- **TRY IT**: Copy each line of the records below, from the first through the one that contains "fn remove(&self, slot: TokenSlot);", exactly as written.

- **EXTRACTED RECORDS**:
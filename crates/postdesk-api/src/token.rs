// Durable token slots
//
// The access and refresh tokens live in two named slots outside the
// persisted session record. Everything that reads or writes them goes
// through `TokenStore`, so the HTTP client never touches ambient storage.

use std::collections::HashMap;
use std::fmt;
use std::sync::{PoisonError, RwLock};

use secrecy::{ExposeSecret, SecretString};

/// One of the two durable token slots.
#[derive(Debug, Clone, Copy, PartialEq, Eq, Hash)]
pub enum TokenSlot {
    Access,
    Refresh,
}

impl TokenSlot {
    /// Storage key for this slot.
    pub fn key(self) -> &'static str {
        match self {
            Self::Access => "access_token",
            Self::Refresh => "refresh_token",
        }
    }
}

impl fmt::Display for TokenSlot {
    fn fmt(&self, f: &mut fmt::Formatter<'_>) -> fmt::Result {
        f.write_str(self.key())
    }
}

/// Narrow read/write interface over durable token storage.
///
/// Writes are synchronous single-slot overwrites with no confirmation
/// step. Implementations that can fail (keyring, disk) log the failure
/// and carry on, so callers see the same semantics as browser storage.
pub trait TokenStore: Send + Sync {
    fn get(&self, slot: TokenSlot) -> Option<SecretString>;
    fn set(&self, slot: TokenSlot, value: SecretString);
    fn remove(&self, slot: TokenSlot);

    fn access_token(&self) -> Option<SecretString> {
        self.get(TokenSlot::Access)
    }

    fn refresh_token(&self) -> Option<SecretString> {
        self.get(TokenSlot::Refresh)
    }

    fn set_access_token(&self, token: SecretString) {
        self.set(TokenSlot::Access, token);
    }

    /// Remove both slots.
    fn clear(&self) {
        self.remove(TokenSlot::Access);
        self.remove(TokenSlot::Refresh);
    }

    /// True once a `set` could not reach durable storage. The value is
    /// still readable in this process but a later one will not see it.
    fn persist_failed(&self) -> bool {
        false
    }
}

/// Process-local token storage. Used by tests and by the portal, which
/// never authenticates.
#[derive(Default)]
pub struct MemoryTokenStore {
    slots: RwLock<HashMap<TokenSlot, SecretString>>,
}

impl MemoryTokenStore {
    pub fn new() -> Self {
        Self::default()
    }

    /// Seed both slots at construction.
    pub fn with_tokens(access: &str, refresh: &str) -> Self {
        let store = Self::new();
        store.set(TokenSlot::Access, SecretString::from(access.to_owned()));
        store.set(TokenSlot::Refresh, SecretString::from(refresh.to_owned()));
        store
    }
}

impl fmt::Debug for MemoryTokenStore {
    fn fmt(&self, f: &mut fmt::Formatter<'_>) -> fmt::Result {
        let slots = self.slots.read().unwrap_or_else(PoisonError::into_inner);
        f.debug_struct("MemoryTokenStore")
            .field("access", &slots.contains_key(&TokenSlot::Access))
            .field("refresh", &slots.contains_key(&TokenSlot::Refresh))
            .finish()
    }
}

impl TokenStore for MemoryTokenStore {
    fn get(&self, slot: TokenSlot) -> Option<SecretString> {
        self.slots
            .read()
            .unwrap_or_else(PoisonError::into_inner)
            .get(&slot)
            .cloned()
    }

    fn set(&self, slot: TokenSlot, value: SecretString) {
        self.slots
            .write()
            .unwrap_or_else(PoisonError::into_inner)
            .insert(slot, value);
    }

    fn remove(&self, slot: TokenSlot) {
        self.slots
            .write()
            .unwrap_or_else(PoisonError::into_inner)
            .remove(&slot);
    }
}

/// Compare two optional tokens without leaking either into logs.
pub(crate) fn same_token(a: Option<&SecretString>, b: Option<&SecretString>) -> bool {
    match (a, b) {
        (Some(a), Some(b)) => a.expose_secret() == b.expose_secret(),
        (None, None) => true,
        _ => false,
    }
}

#[cfg(test)]
#[allow(clippy::unwrap_used)]
mod tests {
    use super::*;

    #[test]
    fn clear_removes_both_slots() {
        let store = MemoryTokenStore::with_tokens("a", "r");
        assert!(store.access_token().is_some());
        store.clear();
        assert!(store.access_token().is_none());
        assert!(store.refresh_token().is_none());
        // idempotent
        store.clear();
    }

    #[test]
    fn overwrite_replaces_access_only() {
        let store = MemoryTokenStore::with_tokens("old", "r");
        store.set_access_token(SecretString::from("new".to_owned()));
        assert_eq!(store.access_token().unwrap().expose_secret(), "new");
        assert_eq!(store.refresh_token().unwrap().expose_secret(), "r");
    }

    #[test]
    fn debug_does_not_print_tokens() {
        let store = MemoryTokenStore::with_tokens("very-secret", "r");
        let out = format!("{store:?}");
        assert!(!out.contains("very-secret"));
    }

    #[test]
    fn same_token_compares_values() {
        let a = SecretString::from("x".to_owned());
        let b = SecretString::from("x".to_owned());
        let c = SecretString::from("y".to_owned());
        assert!(same_token(Some(&a), Some(&b)));
        assert!(!same_token(Some(&a), Some(&c)));
        assert!(!same_token(Some(&a), None));
        assert!(same_token(None, None));
    }
}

- **TASK RESULT**:
filename crates/postdesk-api/src/token.rs
// Durable token slots
//
// The access and refresh tokens live in two named slots outside the
// persisted session record. Everything that reads or writes them goes
// through `TokenStore`, so the HTTP client never touches ambient storage.

use std::collections::HashMap;
use std::fmt;
use std::sync::{PoisonError, RwLock};

use secrecy::{ExposeSecret, SecretString};

/// One of the two durable token slots.
#[derive(Debug, Clone, Copy, PartialEq, Eq, Hash)]
pub enum TokenSlot {
    Access,
    Refresh,
}

impl TokenSlot {
    /// Storage key for this slot.
    pub fn key(self) -> &'static str {
        match self {
            Self::Access => "access_token",
            Self::Refresh => "refresh_token",
        }
    }
}

impl fmt::Display for TokenSlot {
    fn fmt(&self, f: &mut fmt::Formatter<'_>) -> fmt::Result {
        f.write_str(self.key())
    }
}

/// Narrow read/write interface over durable token storage.
///
/// Writes are synchronous single-slot overwrites with no confirmation
/// step. Implementations that can fail (keyring, disk) log the failure
/// and carry on, so callers see the same semantics as browser storage.
pub trait TokenStore: Send + Sync {
    fn get(&self, slot: TokenSlot) -> Option<SecretString>;
    fn set(&self, slot: TokenSlot, value: SecretString);
    fn remove(&self, slot: TokenSlot);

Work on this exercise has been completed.